Extracted data entries:
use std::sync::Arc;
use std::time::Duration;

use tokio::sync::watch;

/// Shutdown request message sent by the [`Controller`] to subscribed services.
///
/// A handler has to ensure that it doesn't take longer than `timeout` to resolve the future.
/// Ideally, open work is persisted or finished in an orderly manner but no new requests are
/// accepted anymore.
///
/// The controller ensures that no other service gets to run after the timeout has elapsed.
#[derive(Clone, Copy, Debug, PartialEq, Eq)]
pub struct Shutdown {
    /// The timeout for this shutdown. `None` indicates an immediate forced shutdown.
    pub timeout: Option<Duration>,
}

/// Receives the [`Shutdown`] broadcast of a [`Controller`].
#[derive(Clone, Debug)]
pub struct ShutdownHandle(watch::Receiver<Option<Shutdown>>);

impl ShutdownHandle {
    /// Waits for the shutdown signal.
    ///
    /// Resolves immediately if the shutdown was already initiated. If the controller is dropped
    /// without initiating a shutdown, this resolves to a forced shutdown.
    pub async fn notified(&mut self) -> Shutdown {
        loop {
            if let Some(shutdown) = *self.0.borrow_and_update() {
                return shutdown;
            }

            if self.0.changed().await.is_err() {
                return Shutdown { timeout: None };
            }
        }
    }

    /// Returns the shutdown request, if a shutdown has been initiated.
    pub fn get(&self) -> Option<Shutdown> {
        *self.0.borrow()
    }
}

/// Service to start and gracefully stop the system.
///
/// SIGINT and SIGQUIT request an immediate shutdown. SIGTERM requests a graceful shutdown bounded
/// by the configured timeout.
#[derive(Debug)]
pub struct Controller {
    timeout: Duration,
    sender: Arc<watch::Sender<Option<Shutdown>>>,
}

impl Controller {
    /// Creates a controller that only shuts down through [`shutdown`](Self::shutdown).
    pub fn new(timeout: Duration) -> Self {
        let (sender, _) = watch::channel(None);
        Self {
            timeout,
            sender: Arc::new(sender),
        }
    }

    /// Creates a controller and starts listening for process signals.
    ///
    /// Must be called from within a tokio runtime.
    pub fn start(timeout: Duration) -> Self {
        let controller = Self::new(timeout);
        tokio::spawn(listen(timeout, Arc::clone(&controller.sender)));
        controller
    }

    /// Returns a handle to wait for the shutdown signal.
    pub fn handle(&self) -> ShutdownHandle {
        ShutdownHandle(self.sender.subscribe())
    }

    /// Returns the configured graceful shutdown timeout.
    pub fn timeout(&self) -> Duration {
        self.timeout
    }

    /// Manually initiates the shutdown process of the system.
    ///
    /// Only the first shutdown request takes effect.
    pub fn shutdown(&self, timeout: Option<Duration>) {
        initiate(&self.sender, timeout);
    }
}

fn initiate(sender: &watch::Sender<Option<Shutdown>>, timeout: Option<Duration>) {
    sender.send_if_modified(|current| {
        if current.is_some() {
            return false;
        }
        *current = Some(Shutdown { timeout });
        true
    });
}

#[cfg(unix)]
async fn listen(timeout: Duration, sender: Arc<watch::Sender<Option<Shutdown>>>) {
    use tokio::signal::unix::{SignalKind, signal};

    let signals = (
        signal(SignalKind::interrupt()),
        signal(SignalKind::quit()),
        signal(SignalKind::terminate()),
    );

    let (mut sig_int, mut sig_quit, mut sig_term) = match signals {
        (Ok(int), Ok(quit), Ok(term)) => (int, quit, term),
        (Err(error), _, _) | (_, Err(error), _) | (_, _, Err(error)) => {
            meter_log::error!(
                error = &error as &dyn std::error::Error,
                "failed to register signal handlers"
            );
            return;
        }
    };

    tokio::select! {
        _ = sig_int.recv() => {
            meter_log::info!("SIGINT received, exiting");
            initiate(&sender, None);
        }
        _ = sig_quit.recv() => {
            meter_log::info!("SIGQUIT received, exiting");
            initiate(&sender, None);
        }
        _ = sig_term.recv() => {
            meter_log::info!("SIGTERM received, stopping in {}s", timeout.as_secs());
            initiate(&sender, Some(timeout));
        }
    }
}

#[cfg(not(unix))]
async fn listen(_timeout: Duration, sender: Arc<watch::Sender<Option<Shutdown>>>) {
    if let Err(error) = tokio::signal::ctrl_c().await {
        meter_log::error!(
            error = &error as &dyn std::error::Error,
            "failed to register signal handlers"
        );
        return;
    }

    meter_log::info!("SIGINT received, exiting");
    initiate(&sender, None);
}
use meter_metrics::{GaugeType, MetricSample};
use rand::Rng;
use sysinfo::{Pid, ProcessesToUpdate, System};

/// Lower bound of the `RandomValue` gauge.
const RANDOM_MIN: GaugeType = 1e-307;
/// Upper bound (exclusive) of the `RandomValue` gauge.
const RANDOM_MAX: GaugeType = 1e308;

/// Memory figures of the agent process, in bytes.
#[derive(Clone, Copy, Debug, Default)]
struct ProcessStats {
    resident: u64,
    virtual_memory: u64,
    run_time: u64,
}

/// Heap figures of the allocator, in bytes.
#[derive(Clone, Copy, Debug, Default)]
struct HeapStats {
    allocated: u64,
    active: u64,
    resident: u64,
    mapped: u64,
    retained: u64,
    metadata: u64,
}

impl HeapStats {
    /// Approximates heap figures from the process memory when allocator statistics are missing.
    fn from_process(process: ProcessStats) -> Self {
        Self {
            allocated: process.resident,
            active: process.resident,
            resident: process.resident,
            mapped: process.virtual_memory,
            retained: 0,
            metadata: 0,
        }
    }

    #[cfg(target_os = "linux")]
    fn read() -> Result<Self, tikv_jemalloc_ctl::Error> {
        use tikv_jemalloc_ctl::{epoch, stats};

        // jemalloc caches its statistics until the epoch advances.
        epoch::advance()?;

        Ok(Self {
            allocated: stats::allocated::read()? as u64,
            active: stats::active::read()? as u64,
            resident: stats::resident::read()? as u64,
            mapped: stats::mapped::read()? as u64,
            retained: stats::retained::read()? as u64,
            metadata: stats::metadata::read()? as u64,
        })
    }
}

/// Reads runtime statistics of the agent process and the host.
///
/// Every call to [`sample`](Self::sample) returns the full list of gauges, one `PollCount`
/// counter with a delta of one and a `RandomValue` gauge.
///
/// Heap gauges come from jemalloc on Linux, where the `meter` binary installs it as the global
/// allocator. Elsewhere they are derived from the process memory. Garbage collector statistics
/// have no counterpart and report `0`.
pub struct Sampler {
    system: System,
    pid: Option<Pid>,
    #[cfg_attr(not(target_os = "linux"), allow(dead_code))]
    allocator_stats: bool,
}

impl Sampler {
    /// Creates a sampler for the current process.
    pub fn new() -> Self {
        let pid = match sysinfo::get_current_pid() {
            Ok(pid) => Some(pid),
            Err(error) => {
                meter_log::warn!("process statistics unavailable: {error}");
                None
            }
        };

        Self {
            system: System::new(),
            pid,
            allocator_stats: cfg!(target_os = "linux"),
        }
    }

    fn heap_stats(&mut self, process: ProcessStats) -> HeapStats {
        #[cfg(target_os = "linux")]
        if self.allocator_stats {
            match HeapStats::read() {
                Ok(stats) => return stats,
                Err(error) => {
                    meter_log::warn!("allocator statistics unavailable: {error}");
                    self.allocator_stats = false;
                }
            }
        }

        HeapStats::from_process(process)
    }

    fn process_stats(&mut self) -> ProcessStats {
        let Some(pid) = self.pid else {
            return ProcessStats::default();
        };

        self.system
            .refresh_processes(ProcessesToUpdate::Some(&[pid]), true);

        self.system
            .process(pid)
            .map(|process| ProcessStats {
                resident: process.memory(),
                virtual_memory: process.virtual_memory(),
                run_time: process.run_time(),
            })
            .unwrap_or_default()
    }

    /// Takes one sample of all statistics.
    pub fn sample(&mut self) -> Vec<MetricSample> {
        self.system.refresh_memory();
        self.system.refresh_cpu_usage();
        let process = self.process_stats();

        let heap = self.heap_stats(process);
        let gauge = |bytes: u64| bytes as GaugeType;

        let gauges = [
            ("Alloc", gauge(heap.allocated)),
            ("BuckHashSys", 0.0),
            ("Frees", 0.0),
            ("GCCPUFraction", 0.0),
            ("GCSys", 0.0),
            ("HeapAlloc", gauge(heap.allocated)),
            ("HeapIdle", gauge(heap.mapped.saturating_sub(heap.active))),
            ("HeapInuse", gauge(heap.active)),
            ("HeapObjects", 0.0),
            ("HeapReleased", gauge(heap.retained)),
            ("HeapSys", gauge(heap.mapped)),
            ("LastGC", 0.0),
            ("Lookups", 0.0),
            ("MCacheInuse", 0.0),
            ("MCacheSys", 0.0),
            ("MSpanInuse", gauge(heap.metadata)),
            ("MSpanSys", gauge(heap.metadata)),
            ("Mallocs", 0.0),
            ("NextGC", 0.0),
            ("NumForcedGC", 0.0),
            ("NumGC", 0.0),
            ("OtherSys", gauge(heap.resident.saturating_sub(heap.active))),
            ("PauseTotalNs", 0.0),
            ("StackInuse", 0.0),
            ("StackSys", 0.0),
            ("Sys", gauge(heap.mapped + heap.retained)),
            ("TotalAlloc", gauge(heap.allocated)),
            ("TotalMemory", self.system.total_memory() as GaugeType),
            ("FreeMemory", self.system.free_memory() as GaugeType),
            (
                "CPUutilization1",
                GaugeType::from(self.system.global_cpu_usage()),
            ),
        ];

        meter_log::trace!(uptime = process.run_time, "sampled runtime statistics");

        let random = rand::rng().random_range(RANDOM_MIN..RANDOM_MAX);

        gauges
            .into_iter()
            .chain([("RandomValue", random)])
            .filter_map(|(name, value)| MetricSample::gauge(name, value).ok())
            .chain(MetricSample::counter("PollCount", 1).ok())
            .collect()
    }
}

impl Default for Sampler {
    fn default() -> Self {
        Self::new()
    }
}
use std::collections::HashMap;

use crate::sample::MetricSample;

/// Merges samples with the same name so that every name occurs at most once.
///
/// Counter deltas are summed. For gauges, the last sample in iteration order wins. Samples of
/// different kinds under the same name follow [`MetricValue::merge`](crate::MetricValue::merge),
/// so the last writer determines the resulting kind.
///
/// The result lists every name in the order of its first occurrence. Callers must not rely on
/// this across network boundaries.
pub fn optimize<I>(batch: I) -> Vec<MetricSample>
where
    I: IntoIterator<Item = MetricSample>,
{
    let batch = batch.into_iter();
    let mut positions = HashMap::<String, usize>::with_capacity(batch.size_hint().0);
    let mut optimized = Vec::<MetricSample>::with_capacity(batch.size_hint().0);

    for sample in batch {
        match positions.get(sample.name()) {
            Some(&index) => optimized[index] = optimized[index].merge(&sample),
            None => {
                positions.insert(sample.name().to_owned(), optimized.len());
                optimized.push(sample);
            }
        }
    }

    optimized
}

Assignment – Out of the data above, give again only the lines starting at the one holding "use crate::sample::MetricSample;" and ending at the one holding "let mut positions", unchanged.

Result for this task –
use crate::sample::MetricSample;

/// Merges samples with the same name so that every name occurs at most once.
///
/// Counter deltas are summed. For gauges, the last sample in iteration order wins. Samples of
/// different kinds under the same name follow [`MetricValue::merge`](crate::MetricValue::merge),
/// so the last writer determines the resulting kind.
///
/// The result lists every name in the order of its first occurrence. Callers must not rely on
/// this across network boundaries.
pub fn optimize<I>(batch: I) -> Vec<MetricSample>
where
    I: IntoIterator<Item = MetricSample>,
{
    let batch = batch.into_iter();
    let mut positions = HashMap::<String, usize>::with_capacity(batch.size_hint().0);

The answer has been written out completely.